[Saved entries]
-- -- --

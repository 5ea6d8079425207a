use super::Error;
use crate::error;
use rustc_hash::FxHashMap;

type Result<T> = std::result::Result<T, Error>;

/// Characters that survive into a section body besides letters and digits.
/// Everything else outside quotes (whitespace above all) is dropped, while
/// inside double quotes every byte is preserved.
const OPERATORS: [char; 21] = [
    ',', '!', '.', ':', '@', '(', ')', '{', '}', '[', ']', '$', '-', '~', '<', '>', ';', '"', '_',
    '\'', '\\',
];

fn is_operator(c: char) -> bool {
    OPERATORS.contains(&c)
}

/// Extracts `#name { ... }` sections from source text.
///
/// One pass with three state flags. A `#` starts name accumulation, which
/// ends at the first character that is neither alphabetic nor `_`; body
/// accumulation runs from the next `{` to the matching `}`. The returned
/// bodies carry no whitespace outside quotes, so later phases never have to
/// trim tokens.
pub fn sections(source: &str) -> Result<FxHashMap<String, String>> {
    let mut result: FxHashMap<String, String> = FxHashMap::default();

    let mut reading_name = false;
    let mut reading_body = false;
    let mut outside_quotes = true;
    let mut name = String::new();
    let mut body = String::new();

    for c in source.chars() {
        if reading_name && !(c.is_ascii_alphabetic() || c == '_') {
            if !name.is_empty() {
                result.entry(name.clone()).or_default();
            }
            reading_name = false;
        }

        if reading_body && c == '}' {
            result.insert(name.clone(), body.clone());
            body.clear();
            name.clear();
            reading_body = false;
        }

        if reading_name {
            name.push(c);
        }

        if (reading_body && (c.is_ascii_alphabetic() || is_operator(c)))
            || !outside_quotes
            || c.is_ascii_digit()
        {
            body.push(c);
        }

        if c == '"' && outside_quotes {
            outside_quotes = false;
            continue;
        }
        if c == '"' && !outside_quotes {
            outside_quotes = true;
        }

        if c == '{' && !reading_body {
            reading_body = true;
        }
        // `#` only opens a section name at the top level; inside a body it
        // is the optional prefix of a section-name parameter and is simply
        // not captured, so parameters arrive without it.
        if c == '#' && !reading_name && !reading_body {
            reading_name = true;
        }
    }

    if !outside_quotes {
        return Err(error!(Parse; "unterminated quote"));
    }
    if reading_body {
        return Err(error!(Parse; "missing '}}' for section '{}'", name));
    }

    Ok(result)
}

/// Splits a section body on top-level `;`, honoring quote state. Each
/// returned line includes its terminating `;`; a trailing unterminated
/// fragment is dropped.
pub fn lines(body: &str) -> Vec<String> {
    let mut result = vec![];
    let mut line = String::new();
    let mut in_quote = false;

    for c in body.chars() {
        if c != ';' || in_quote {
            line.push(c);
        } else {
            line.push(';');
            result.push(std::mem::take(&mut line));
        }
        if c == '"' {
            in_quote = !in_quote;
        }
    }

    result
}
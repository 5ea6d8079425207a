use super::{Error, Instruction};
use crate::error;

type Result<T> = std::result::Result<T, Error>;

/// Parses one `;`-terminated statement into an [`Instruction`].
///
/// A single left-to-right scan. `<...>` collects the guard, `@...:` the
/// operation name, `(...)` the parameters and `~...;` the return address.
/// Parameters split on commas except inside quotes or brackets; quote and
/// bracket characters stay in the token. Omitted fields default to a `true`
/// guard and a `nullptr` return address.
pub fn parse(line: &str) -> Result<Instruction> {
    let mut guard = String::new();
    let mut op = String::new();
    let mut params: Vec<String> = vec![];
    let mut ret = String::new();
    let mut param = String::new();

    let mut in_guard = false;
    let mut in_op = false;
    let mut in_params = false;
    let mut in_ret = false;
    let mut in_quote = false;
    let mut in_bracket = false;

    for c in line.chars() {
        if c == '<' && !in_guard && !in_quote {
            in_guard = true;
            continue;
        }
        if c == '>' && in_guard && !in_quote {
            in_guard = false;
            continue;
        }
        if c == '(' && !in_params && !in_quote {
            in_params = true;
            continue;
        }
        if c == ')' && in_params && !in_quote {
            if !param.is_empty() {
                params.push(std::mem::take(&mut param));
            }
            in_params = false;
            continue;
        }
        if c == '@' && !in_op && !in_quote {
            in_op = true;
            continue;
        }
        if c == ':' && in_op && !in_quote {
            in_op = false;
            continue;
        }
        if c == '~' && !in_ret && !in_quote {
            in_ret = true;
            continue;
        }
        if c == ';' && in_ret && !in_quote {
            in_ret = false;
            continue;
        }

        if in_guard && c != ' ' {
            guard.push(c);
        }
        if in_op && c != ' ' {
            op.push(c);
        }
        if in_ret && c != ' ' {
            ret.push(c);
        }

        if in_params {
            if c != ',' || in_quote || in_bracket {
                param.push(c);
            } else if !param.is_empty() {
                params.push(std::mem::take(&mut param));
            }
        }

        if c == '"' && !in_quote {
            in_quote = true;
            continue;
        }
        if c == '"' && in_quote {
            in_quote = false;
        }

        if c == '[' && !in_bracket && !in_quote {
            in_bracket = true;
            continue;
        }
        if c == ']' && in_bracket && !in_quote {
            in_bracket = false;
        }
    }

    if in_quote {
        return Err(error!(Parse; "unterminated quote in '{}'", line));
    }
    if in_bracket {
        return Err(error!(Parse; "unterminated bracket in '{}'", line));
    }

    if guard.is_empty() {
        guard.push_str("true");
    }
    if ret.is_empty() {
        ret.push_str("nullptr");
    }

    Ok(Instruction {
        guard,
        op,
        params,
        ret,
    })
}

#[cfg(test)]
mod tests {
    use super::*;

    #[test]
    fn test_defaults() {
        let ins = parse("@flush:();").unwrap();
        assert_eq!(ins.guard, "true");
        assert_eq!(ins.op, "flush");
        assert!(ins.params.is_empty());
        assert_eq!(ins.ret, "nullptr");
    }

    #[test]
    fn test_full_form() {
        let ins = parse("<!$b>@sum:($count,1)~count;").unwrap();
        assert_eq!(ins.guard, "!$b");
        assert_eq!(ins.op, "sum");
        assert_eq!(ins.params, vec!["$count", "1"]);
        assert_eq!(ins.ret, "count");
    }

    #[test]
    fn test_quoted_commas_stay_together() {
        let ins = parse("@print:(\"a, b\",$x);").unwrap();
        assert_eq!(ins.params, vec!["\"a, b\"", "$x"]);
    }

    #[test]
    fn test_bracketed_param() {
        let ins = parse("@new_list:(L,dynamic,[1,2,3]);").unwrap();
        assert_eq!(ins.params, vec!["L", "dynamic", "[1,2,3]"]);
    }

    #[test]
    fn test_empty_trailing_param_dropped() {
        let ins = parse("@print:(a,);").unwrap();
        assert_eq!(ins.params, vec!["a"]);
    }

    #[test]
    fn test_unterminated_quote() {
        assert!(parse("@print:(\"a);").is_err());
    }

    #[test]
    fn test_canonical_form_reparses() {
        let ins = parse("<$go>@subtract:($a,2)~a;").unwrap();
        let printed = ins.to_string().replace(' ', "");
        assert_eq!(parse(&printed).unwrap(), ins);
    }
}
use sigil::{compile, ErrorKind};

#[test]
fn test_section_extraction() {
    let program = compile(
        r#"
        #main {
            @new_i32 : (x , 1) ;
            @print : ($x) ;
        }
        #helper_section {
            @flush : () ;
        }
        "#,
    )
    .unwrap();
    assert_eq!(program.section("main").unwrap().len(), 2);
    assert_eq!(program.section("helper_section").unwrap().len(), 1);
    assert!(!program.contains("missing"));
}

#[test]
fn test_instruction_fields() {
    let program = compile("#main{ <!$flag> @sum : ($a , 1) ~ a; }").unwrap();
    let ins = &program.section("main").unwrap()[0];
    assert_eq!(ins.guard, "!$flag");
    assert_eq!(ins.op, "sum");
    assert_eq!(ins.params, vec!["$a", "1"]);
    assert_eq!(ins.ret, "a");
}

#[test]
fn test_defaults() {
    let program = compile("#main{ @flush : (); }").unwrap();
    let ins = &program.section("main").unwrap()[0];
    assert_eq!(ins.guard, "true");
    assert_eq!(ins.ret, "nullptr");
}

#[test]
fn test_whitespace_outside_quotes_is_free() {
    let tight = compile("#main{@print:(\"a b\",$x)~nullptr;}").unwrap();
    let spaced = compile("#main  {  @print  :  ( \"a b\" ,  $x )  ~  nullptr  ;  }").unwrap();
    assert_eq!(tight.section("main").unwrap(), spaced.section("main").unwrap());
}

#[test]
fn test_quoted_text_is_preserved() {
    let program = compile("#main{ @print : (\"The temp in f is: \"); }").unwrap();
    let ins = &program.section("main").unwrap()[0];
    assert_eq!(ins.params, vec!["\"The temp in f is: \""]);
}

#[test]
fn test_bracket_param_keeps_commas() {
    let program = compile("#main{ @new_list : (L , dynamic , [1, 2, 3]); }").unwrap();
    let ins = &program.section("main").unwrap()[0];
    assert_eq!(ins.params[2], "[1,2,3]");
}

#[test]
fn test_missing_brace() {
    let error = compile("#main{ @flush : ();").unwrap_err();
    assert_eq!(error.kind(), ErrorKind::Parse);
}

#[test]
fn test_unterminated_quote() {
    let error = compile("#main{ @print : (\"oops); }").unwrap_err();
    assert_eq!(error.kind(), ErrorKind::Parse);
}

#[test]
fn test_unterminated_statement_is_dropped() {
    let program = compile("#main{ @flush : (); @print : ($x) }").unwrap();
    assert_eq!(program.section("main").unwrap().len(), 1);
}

-- -- --

▸ **Work required**: The lines above, from the start of the records through the one containing "is dropped, while", are to be printed exactly, and nothing else is to be included.

▸ **Task solution**:
repository 5ea6d8079425207a
use super::Error;
use crate::error;
use rustc_hash::FxHashMap;

type Result<T> = std::result::Result<T, Error>;

/// Characters that survive into a section body besides letters and digits.
/// Everything else outside quotes (whitespace above all) is dropped, while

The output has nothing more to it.